Писатель, достаточно типичный для недавнего революционизма — Горький — назвал одну из своих книг жутким и эффектным названием «Бывшие люди». Это название объясняет всю неудачу русской революции. И причина, по которой английские писатели, такие как Диккенс, при всех своих ограничениях достигли столь многих реальных целей, к которым стремились, заключалась в том, что они никак не могли бы дать такое название человеческой книге. Диккенс действительно помогал несчастным в тех делах, за которые брался. И причина в том, что на всех его книгах и очерках о несчастных можно было бы написать общее название: «Люди, которые все еще остаются людьми».

Существует, значит, этот странный оптимистический реформатор; человек, чья работа начинается с одобрения и все же заканчивается землетрясением. Иисус Христос был предназначен основать веру, которая сделала богатых беднее, а бедных богаче; но даже когда Он собирался обогатить их, Он начал с фразы: «Блаженны нищие». Гиссинги и Горькие говорят, как универсальный литературный девиз: «Прокляты нищие». Среди миллиона тех, кто слабо следовал за Христом в этом божественном противоречии, Диккенс выделяется особенно. Он говорил во всех своих реформаторских высказываниях: «Исцелите бедность»; но во всех своих реальных описаниях он говорил: «Блаженны нищие». Он описывал их счастье, и люди бросались устранять их горе. Он описывал их как людей, и люди возмущались оскорблениями их человечности. Нетрудно понять, почему, как я сказал на более раннем этапе этой книги, обличения Диккенса имели гораздо более практический эффект, чем обличения такого человека, как Гиссинг. Оба соглашались, что души людей находятся в своего рода тюрьме. Но Гиссинг говорил, что тюрьма полна мертвых душ. Диккенс говорил, что тюрьма полна живых душ. И огненная кавалькада спасителей чувствовала, что они пришли не слишком поздно.

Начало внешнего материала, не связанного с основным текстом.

//! Lottery Property Tests
//!
//! Statistical and property-based checks for the weighted draw, the
//! guaranteed tier and the pity policy.

use proptest::prelude::*;
use serde_json::json;
use std::collections::HashMap;

use tool_perks::catalog::CatalogSnapshot;
use tool_perks::lottery::{Lottery, PityPolicy};

const TIERS: [&str; 6] = ["verde", "azul-clarito", "azul-oscuro", "roja", "morada", "naranja"];

fn catalog_from(perks: &[(usize, f64)]) -> CatalogSnapshot {
    let perks: Vec<_> = perks
        .iter()
        .enumerate()
        .map(|(i, (tier, weight))| {
            json!({ "id": format!("perk{}", i), "category": TIERS[*tier], "weight": weight })
        })
        .collect();
    CatalogSnapshot::from_json(&json!({ "perks": perks }).to_string()).expect("valid catalog")
}

// ============================================================================
// Weighted convergence
// ============================================================================

#[test]
fn test_weighted_draws_converge_to_weights() {
    let snapshot = catalog_from(&[(0, 5.0), (1, 3.0), (4, 2.0), (5, 0.0)]);
    let mut lottery = Lottery::seeded(2024);
    let samples = 100_000;

    let mut counts: HashMap<String, usize> = HashMap::new();
    for _ in 0..samples {
        let perk = lottery.draw_perk(&snapshot, None).unwrap();
        *counts.entry(perk.id.clone()).or_default() += 1;
    }

    let total = snapshot.total_weight();
    for perk in snapshot.perks() {
        let expected = perk.draw_weight / total;
        let observed = counts.get(&perk.id).copied().unwrap_or(0) as f64 / samples as f64;
        assert!(
            (observed - expected).abs() < 0.01,
            "{}: observed {:.4}, expected {:.4}",
            perk.id,
            observed,
            expected
        );
    }
    assert!(!counts.contains_key("perk3"), "zero-weight perk was drawn");
}

#[test]
fn test_levels_are_uniform() {
    let json = r#"{ "perks": [ { "id": "fertility", "levels": {
        "1": { "boost-type": "crops", "boost-amount": 1 },
        "2": { "boost-type": "crops", "boost-amount": 2 },
        "5": { "boost-type": "crops", "boost-amount": 5 } } } ] }"#;
    let snapshot = CatalogSnapshot::from_json(json).unwrap();
    let perk = snapshot.get("fertility").unwrap();
    let mut lottery = Lottery::seeded(77);

    let mut counts: HashMap<u32, usize> = HashMap::new();
    for _ in 0..30_000 {
        *counts.entry(lottery.draw_level(perk)).or_default() += 1;
    }
    assert_eq!(counts.len(), 3);
    for level in [1, 2, 5] {
        let share = counts[&level] as f64 / 30_000.0;
        assert!((share - 1.0 / 3.0).abs() < 0.02, "level {} share {:.3}", level, share);
    }
}

// ============================================================================
// Properties
// ============================================================================

proptest! {
    #![proptest_config(ProptestConfig::with_cases(200))]

    #[test]
    fn prop_guaranteed_tier_always_hits(
        perks in prop::collection::vec((0usize..6, 0.0f64..10.0), 1..20),
        tier in 0usize..6,
        seed in any::<u64>(),
    ) {
        let snapshot = catalog_from(&perks);
        let mut lottery = Lottery::seeded(seed);
        let tier_name = TIERS[tier];
        let tier_has_perks = perks.iter().any(|(t, _)| *t == tier);

        for _ in 0..20 {
            let perk = lottery.draw_perk(&snapshot, Some(tier_name)).unwrap();
            if tier_has_perks {
                prop_assert_eq!(&perk.category, tier_name);
            }
        }
    }

    #[test]
    fn prop_pity_threshold(
        pity in 0i64..1_000,
        draws in 1i64..=10,
        threshold in 1i64..1_000,
    ) {
        let outcome = PityPolicy::new(threshold).evaluate(pity, draws);
        prop_assert_eq!(outcome.guaranteed, pity + draws >= threshold);
        if outcome.guaranteed {
            prop_assert_eq!(outcome.next_pity, 0);
        } else {
            prop_assert_eq!(outcome.next_pity, pity + draws);
        }
    }

    #[test]
    fn prop_pity_accumulates_until_guarantee(
        sequences in prop::collection::vec(1i64..=10, 1..200),
        threshold in 1i64..300,
    ) {
        let policy = PityPolicy::new(threshold);
        let mut pity = 0;
        let mut since_reset = 0;
        for draws in sequences {
            since_reset += draws;
            let outcome = policy.evaluate(pity, draws);
            prop_assert_eq!(outcome.guaranteed, since_reset >= threshold);
            if outcome.guaranteed {
                since_reset = 0;
            }
            pity = outcome.next_pity;
            prop_assert_eq!(pity, since_reset);
            prop_assert!(pity < threshold);
        }
    }

    #[test]
    fn prop_draw_never_fails_on_nonempty_catalog(
        perks in prop::collection::vec((0usize..6, 0.0f64..3.0), 1..10),
        seed in any::<u64>(),
    ) {
        let snapshot = catalog_from(&perks);
        let mut lottery = Lottery::seeded(seed);
        for _ in 0..10 {
            prop_assert!(lottery.draw_perk(&snapshot, None).is_ok());
        }
    }
}
//! Storage Layer - durable ledger behind the Persistence Gateway
//!
//! Implements the Repository pattern with three interchangeable backends:
//! - **PostgreSQL**: production ledger, shared with the host server
//! - **LMDB**: embedded single-node ledger
//! - **Memory**: tests and local development
//!
//! ## Architecture
//! ```text
//! [Orchestrator / Reconciler / Admin]
//!                ↓
//!       [PersistenceGateway]   (await or spawn, logs failures)
//!                ↓
//!        [LedgerStore trait]
//!                ↓
//! ┌──────────────┬─────────────┬──────────────┐
//! │PostgresLedger│ LmdbLedger  │ MemoryLedger │
//! └──────────────┴─────────────┴──────────────┘
//! ```

pub mod gateway;
pub mod lmdb;
pub mod memory;
pub mod migrations;
pub mod postgres;
pub mod repository;

use std::sync::Arc;
use tracing::info;

use self::lmdb::LmdbLedger;
use self::memory::MemoryLedger;
use self::postgres::PostgresLedger;
use self::repository::{LedgerResult, LedgerStore};
use crate::config::{StorageBackend, StorageConfig};

pub use self::gateway::PersistenceGateway;

/// Build the configured ledger backend
pub async fn open_ledger(config: &StorageConfig) -> LedgerResult<Arc<dyn LedgerStore>> {
    let store: Arc<dyn LedgerStore> = match config.backend {
        StorageBackend::Memory => Arc::new(MemoryLedger::new()),
        StorageBackend::Lmdb => Arc::new(LmdbLedger::new(&config.lmdb_path, config.lmdb_max_size)?),
        StorageBackend::Postgres => Arc::new(
            PostgresLedger::new(&config.postgres_url, config.pg_max_connections).await?,
        ),
    };
    info!(backend = store.backend_name(), "Ledger opened");
    Ok(store)
}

Об этом общем факте в описаниях бедности у Диккенса, полагаю, не будет никаких серьезных споров. Спор будет только о правдивости этих описаний. Ясно, что в то время как Гиссинг сказал бы: «Смотрите, как их бедность угнетает Смитов или Браунов», Диккенс говорит: «Смотрите, как мало, в конце концов, их бедность может угнетать Крэтчитов». Никто не станет отрицать, что он сделал особой чертой, особым предметом изучения тему праздничности бедняков. Мы перейдем к обсуждению достоверности этих сцен через мгновение. Здесь достаточно зафиксировать в заключение нашего рассмотрения реформирующего оптимиста, что Диккенс, безусловно, был таким оптимистом и что он поставил себе целью настаивать на том, какое счастье есть в жизни несчастных. Его бедняк — это всегда Марк Тэпли, человек, чей оптимизм духа возрастает, если не сказать больше, вместе с пессимизмом его опыта. Можно также зафиксировать как факт, столь же твердый и столь же доказуемый, что этот оптимистичный Диккенс действительно осуществил великие реформы.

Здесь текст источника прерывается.